From experience to understanding: Dewey’s pedagogic creed
Shrijita Sengupta
“The introduction into the school of various forms of active occupation is that through them the entire spirit of the school is renewed. It has a chance to affiliate itself with life, to become the child’s habitat, where he learns through directed living, instead of being only a place to learn lessons having an abstract and remote reference to some possible living to be done in the future.” – John Dewey
John Dewey was an American philosopher and educator who helped found pragmatism, a philosophical school of thought that he made popular at the beginning of the 20th century. He was also instrumental in the progressive movement in education, strongly believing that the best education involves learning through doing and with the child governing the learning process.
He believed that education should stem from the present needs of the child. Dewey did not believe in an ultimate aim of education. He only spoke of immediate or proximate aims. To him, education is experience which is subject to constant change. The process of education is a continuous process of growth and of life-long learning.

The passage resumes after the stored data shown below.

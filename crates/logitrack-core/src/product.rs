//! 產品模型

use rust_decimal::Decimal;
use serde::{Deserialize, Serialize};

/// 產品
#[derive(Debug, Clone, PartialEq, Serialize, Deserialize)]
pub struct Product {
    /// 產品ID
    pub id: String,

    /// 單位成本
    pub unit_cost: Decimal,

    /// 再訂購點（全網庫存低於此值時需補貨）
    pub reorder_point: Decimal,
}

impl Product {
    /// 創建新的產品
    pub fn new(id: String, unit_cost: Decimal, reorder_point: Decimal) -> Self {
        Self {
            id,
            unit_cost,
            reorder_point,
        }
    }

    /// 檢查給定庫存是否低於再訂購點
    pub fn needs_reorder(&self, network_stock: Decimal) -> bool {
        network_stock < self.reorder_point
    }

    /// 補足到再訂購點所需的數量
    pub fn shortfall(&self, network_stock: Decimal) -> Decimal {
        if self.needs_reorder(network_stock) {
            self.reorder_point - network_stock
        } else {
            Decimal::ZERO
        }
    }
}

“I believe that education, therefore, is a process of living and not a preparation for future living.” John Dewey, My Pedagogic Creed (1897)
It was at the University of Chicago in 1896 that Dewey began to formalize his educational philosophy that would contribute so heavily to the school of thought known as pragmatism. It was at this university that he began his renowned University Elementary School or Laboratory School, where he was able to directly apply his pedagogical theories.
Due to his belief in pragmatism, Dewey believed knowledge is socially constructed and is based on one’s experiences. From his educational point of view, this means that students must interact with their environment in order to adapt and learn. He defined the educational process as a “continual reorganisation, reconstruction and transformation of experience”. He believed that it is only through experience that man learns about the world and only by the use of his experience that man can maintain and better himself in the world. He says that every experience prepares a person for later experiences of a deeper and more expansive nature. A fully integrated personality exists only when experiences are integrated with one another. According to Dewey, the educative process would be incomplete without insight into the psychology and activity of the individual.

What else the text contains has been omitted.